**Instructions to follow:**
The lines to be extracted run from the start of the listing through the line containing "use crate::config::RoutingConfig;"; copy them exactly and nothing else.
======
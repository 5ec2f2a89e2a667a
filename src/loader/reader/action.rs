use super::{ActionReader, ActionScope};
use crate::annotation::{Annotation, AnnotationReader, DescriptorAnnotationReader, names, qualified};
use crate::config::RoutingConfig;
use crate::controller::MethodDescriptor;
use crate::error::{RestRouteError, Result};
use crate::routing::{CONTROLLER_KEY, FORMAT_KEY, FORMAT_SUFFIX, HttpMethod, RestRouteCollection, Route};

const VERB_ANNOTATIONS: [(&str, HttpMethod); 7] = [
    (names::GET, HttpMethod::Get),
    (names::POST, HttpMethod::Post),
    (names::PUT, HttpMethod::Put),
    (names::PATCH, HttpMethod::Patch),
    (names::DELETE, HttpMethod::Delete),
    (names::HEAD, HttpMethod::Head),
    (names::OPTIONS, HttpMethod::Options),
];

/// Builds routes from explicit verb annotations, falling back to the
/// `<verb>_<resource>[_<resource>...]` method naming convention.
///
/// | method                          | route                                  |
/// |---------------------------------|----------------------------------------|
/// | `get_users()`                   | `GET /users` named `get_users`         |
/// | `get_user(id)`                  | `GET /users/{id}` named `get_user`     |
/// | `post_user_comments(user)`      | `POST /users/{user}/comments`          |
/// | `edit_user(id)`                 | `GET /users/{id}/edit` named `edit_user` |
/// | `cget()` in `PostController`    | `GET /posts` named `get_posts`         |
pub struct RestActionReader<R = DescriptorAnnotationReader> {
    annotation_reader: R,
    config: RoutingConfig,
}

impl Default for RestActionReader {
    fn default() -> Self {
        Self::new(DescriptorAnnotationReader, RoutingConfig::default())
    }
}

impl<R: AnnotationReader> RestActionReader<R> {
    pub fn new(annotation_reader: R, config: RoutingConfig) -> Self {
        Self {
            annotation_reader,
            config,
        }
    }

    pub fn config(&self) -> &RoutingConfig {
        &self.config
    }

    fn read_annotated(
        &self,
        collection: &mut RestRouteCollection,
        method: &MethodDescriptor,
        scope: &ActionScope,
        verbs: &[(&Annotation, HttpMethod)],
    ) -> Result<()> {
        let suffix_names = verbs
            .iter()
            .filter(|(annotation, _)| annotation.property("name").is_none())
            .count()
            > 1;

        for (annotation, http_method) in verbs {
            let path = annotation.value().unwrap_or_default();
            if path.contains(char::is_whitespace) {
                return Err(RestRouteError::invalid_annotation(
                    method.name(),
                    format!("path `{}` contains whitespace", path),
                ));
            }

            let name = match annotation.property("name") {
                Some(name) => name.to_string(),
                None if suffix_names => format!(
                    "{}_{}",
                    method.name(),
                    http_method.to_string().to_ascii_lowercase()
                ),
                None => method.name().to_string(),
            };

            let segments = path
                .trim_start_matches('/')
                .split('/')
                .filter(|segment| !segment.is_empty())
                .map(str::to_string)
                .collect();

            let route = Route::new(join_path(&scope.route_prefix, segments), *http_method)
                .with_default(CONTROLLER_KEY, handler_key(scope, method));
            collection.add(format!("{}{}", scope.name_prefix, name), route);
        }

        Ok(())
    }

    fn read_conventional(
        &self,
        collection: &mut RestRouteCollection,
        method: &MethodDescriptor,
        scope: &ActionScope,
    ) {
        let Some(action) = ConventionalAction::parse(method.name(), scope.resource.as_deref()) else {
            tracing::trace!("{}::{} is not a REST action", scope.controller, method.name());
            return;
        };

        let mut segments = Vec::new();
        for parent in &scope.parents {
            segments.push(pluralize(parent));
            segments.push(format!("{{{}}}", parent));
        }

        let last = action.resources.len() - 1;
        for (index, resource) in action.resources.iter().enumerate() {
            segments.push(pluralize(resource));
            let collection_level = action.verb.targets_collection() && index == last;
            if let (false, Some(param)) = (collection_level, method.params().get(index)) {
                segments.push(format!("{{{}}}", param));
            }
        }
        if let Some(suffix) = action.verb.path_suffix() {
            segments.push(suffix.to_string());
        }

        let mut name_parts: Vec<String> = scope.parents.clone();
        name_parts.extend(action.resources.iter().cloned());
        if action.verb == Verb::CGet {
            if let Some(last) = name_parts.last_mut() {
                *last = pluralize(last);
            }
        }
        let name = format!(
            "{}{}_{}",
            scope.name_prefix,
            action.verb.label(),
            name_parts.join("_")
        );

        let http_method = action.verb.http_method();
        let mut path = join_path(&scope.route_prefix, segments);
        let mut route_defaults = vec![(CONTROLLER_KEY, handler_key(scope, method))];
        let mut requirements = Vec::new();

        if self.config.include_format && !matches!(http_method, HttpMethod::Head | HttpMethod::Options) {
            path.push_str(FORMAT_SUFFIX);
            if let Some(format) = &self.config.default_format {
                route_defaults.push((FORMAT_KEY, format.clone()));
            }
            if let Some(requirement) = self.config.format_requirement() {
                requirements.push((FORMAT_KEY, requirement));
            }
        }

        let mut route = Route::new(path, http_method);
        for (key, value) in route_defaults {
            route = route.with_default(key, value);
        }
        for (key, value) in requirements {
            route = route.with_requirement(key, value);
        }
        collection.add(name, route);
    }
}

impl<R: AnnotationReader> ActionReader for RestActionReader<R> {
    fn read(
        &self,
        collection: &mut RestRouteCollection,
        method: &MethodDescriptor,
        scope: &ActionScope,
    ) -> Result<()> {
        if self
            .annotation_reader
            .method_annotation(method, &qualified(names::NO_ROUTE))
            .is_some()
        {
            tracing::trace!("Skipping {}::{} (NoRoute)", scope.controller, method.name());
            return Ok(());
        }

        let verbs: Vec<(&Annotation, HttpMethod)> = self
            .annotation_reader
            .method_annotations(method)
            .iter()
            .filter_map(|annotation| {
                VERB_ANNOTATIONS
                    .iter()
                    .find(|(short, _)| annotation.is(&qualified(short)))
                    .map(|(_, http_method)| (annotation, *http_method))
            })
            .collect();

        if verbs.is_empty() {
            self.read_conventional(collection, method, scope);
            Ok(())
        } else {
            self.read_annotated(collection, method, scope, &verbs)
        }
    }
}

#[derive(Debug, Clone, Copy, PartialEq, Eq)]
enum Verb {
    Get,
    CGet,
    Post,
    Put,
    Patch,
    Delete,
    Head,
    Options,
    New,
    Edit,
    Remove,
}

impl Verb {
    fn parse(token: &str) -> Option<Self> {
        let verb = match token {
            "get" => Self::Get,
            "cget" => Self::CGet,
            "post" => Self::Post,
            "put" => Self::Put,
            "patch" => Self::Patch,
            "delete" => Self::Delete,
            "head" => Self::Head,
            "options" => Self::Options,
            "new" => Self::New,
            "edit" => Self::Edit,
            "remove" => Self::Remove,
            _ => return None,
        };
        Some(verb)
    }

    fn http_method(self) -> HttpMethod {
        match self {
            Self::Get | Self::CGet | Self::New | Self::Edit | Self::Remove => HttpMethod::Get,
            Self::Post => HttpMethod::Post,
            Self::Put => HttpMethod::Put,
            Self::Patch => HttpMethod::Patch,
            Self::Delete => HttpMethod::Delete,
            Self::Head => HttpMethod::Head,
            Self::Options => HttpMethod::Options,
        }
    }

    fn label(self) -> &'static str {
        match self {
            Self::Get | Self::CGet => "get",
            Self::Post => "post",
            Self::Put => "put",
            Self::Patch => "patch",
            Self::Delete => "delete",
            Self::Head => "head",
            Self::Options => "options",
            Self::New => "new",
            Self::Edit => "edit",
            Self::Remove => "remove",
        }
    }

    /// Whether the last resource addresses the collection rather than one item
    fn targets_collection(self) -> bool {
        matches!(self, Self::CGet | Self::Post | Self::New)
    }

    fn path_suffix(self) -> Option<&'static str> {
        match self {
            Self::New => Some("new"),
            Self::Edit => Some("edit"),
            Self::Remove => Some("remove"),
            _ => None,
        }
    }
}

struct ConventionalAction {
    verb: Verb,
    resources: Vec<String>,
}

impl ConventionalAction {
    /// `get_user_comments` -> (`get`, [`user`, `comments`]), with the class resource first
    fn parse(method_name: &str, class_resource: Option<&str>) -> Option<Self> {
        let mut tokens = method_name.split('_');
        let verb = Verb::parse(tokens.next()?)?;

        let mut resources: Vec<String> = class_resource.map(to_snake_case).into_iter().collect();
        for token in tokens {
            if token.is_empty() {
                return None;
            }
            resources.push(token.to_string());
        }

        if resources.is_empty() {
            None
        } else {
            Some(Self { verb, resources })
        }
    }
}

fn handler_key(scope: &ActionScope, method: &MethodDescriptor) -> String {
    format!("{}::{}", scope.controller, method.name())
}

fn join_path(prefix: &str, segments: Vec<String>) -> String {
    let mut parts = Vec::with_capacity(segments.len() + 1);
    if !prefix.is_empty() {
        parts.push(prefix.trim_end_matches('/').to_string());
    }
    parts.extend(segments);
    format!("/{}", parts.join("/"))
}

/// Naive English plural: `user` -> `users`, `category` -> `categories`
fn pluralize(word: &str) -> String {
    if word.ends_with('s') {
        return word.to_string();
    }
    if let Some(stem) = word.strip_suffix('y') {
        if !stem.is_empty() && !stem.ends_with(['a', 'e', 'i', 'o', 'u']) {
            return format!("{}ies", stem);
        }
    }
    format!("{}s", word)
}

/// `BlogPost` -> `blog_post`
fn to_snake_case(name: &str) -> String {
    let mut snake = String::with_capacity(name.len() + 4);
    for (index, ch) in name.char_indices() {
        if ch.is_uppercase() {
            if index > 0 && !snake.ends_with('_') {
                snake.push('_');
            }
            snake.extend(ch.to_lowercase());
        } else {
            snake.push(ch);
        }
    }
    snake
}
======
**Problem solution:**
repository 5ec2f2a89e2a667a
filename src/loader/reader/action.rs
use super::{ActionReader, ActionScope};
use crate::annotation::{Annotation, AnnotationReader, DescriptorAnnotationReader, names, qualified};
use crate::config::RoutingConfig;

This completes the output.